Send back all of the data, word for word.

SOURCE RECORDS –
>>
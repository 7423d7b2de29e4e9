//! Doctors Repository

use sqlx::{FromRow, Postgres, Row, Transaction, postgres::PgRow, query, query_as};

use crate::domain::{
    doctors::{
        data::{DoctorUpdate, NewDoctor},
        records::{DoctorId, DoctorRecord},
    },
    rows::try_get_age,
};

const LIST_DOCTORS_SQL: &str = include_str!("sql/list_doctors.sql");
const GET_DOCTOR_SQL: &str = include_str!("sql/get_doctor.sql");
const SAVE_DOCTOR_SQL: &str = include_str!("sql/save_doctor.sql");
const UPDATE_DOCTOR_SQL: &str = include_str!("sql/update_doctor.sql");
const DELETE_DOCTOR_SQL: &str = include_str!("sql/delete_doctor.sql");
const DELETE_DOCTORS_SQL: &str = include_str!("sql/delete_doctors.sql");

#[derive(Debug, Clone, Default)]
pub(crate) struct PgDoctorsRepository;

impl PgDoctorsRepository {
    #[must_use]
    pub(crate) fn new() -> Self {
        Self
    }

    pub(crate) async fn list_doctors(
        &self,
        tx: &mut Transaction<'_, Postgres>,
    ) -> Result<Vec<DoctorRecord>, sqlx::Error> {
        query_as::<Postgres, DoctorRecord>(LIST_DOCTORS_SQL)
            .fetch_all(&mut **tx)
            .await
    }

    pub(crate) async fn find_doctor(
        &self,
        tx: &mut Transaction<'_, Postgres>,
        doctor: DoctorId,
    ) -> Result<Option<DoctorRecord>, sqlx::Error> {
        query_as::<Postgres, DoctorRecord>(GET_DOCTOR_SQL)
            .bind(doctor.into_i64())
            .fetch_optional(&mut **tx)
            .await
    }

    pub(crate) async fn save_doctor(
        &self,
        tx: &mut Transaction<'_, Postgres>,
        doctor: NewDoctor,
    ) -> Result<DoctorRecord, sqlx::Error> {
        query_as::<Postgres, DoctorRecord>(SAVE_DOCTOR_SQL)
            .bind(doctor.id.map(DoctorId::into_i64))
            .bind(doctor.first_name)
            .bind(doctor.last_name)
            .bind(i32::from(doctor.age))
            .bind(doctor.email)
            .fetch_one(&mut **tx)
            .await
    }

    pub(crate) async fn update_doctor(
        &self,
        tx: &mut Transaction<'_, Postgres>,
        doctor: DoctorId,
        update: DoctorUpdate,
    ) -> Result<Option<DoctorRecord>, sqlx::Error> {
        query_as::<Postgres, DoctorRecord>(UPDATE_DOCTOR_SQL)
            .bind(doctor.into_i64())
            .bind(update.first_name)
            .bind(update.last_name)
            .bind(i32::from(update.age))
            .bind(update.email)
            .fetch_optional(&mut **tx)
            .await
    }

    pub(crate) async fn delete_doctor(
        &self,
        tx: &mut Transaction<'_, Postgres>,
        doctor: DoctorId,
    ) -> Result<u64, sqlx::Error> {
        let rows_affected = query(DELETE_DOCTOR_SQL)
            .bind(doctor.into_i64())
            .execute(&mut **tx)
            .await?
            .rows_affected();

        Ok(rows_affected)
    }

    pub(crate) async fn delete_doctors(
        &self,
        tx: &mut Transaction<'_, Postgres>,
    ) -> Result<u64, sqlx::Error> {
        let rows_affected = query(DELETE_DOCTORS_SQL)
            .execute(&mut **tx)
            .await?
            .rows_affected();

        Ok(rows_affected)
    }
}

impl<'r> FromRow<'r, PgRow> for DoctorRecord {
    fn from_row(row: &'r PgRow) -> sqlx::Result<Self> {
        Ok(Self {
            id: DoctorId::from_i64(row.try_get("id")?),
            first_name: row.try_get("first_name")?,
            last_name: row.try_get("last_name")?,
            age: try_get_age(row, "age")?,
            email: row.try_get("email")?,
        })
    }
}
<<
OUTPUT BELOW –
repository 7423d7b2de29e4e9
//! Doctors Repository

use sqlx::{FromRow, Postgres, Row, Transaction, postgres::PgRow, query, query_as};

use crate::domain::{
    doctors::{
        data::{DoctorUpdate, NewDoctor},
        records::{DoctorId, DoctorRecord},
    },
    rows::try_get_age,
};

const LIST_DOCTORS_SQL: &str = include_str!("sql/list_doctors.sql");
const GET_DOCTOR_SQL: &str = include_str!("sql/get_doctor.sql");
const SAVE_DOCTOR_SQL: &str = include_str!("sql/save_doctor.sql");
const UPDATE_DOCTOR_SQL: &str = include_str!("sql/update_doctor.sql");
const DELETE_DOCTOR_SQL: &str = include_str!("sql/delete_doctor.sql");
const DELETE_DOCTORS_SQL: &str = include_str!("sql/delete_doctors.sql");

#[derive(Debug, Clone, Default)]
pub(crate) struct PgDoctorsRepository;

impl PgDoctorsRepository {
    #[must_use]
    pub(crate) fn new() -> Self {
        Self
    }

    pub(crate) async fn list_doctors(
        &self,
        tx: &mut Transaction<'_, Postgres>,
    ) -> Result<Vec<DoctorRecord>, sqlx::Error> {
        query_as::<Postgres, DoctorRecord>(LIST_DOCTORS_SQL)
            .fetch_all(&mut **tx)
            .await
    }

    pub(crate) async fn find_doctor(
        &self,
        tx: &mut Transaction<'_, Postgres>,
        doctor: DoctorId,
    ) -> Result<Option<DoctorRecord>, sqlx::Error> {
        query_as::<Postgres, DoctorRecord>(GET_DOCTOR_SQL)
            .bind(doctor.into_i64())
            .fetch_optional(&mut **tx)
            .await
    }

    pub(crate) async fn save_doctor(
        &self,
        tx: &mut Transaction<'_, Postgres>,
        doctor: NewDoctor,
    ) -> Result<DoctorRecord, sqlx::Error> {
        query_as::<Postgres, DoctorRecord>(SAVE_DOCTOR_SQL)
            .bind(doctor.id.map(DoctorId::into_i64))
            .bind(doctor.first_name)
            .bind(doctor.last_name)
            .bind(i32::from(doctor.age))
            .bind(doctor.email)
            .fetch_one(&mut **tx)
            .await
    }

    pub(crate) async fn update_doctor(
        &self,
        tx: &mut Transaction<'_, Postgres>,
        doctor: DoctorId,
        update: DoctorUpdate,
    ) -> Result<Option<DoctorRecord>, sqlx::Error> {
        query_as::<Postgres, DoctorRecord>(UPDATE_DOCTOR_SQL)
            .bind(doctor.into_i64())
            .bind(update.first_name)
            .bind(update.last_name)
            .bind(i32::from(update.age))
            .bind(update.email)
            .fetch_optional(&mut **tx)
            .await
    }

    pub(crate) async fn delete_doctor(
        &self,
        tx: &mut Transaction<'_, Postgres>,
        doctor: DoctorId,
    ) -> Result<u64, sqlx::Error> {
        let rows_affected = query(DELETE_DOCTOR_SQL)
            .bind(doctor.into_i64())
            .execute(&mut **tx)
            .await?
            .rows_affected();

        Ok(rows_affected)
    }

    pub(crate) async fn delete_doctors(
        &self,
        tx: &mut Transaction<'_, Postgres>,
    ) -> Result<u64, sqlx::Error> {
        let rows_affected = query(DELETE_DOCTORS_SQL)
            .execute(&mut **tx)
            .await?
            .rows_affected();

        Ok(rows_affected)
    }
}

impl<'r> FromRow<'r, PgRow> for DoctorRecord {
    fn from_row(row: &'r PgRow) -> sqlx::Result<Self> {
        Ok(Self {
            id: DoctorId::from_i64(row.try_get("id")?),
            first_name: row.try_get("first_name")?,
            last_name: row.try_get("last_name")?,
            age: try_get_age(row, "age")?,
            email: row.try_get("email")?,
        })
    }
}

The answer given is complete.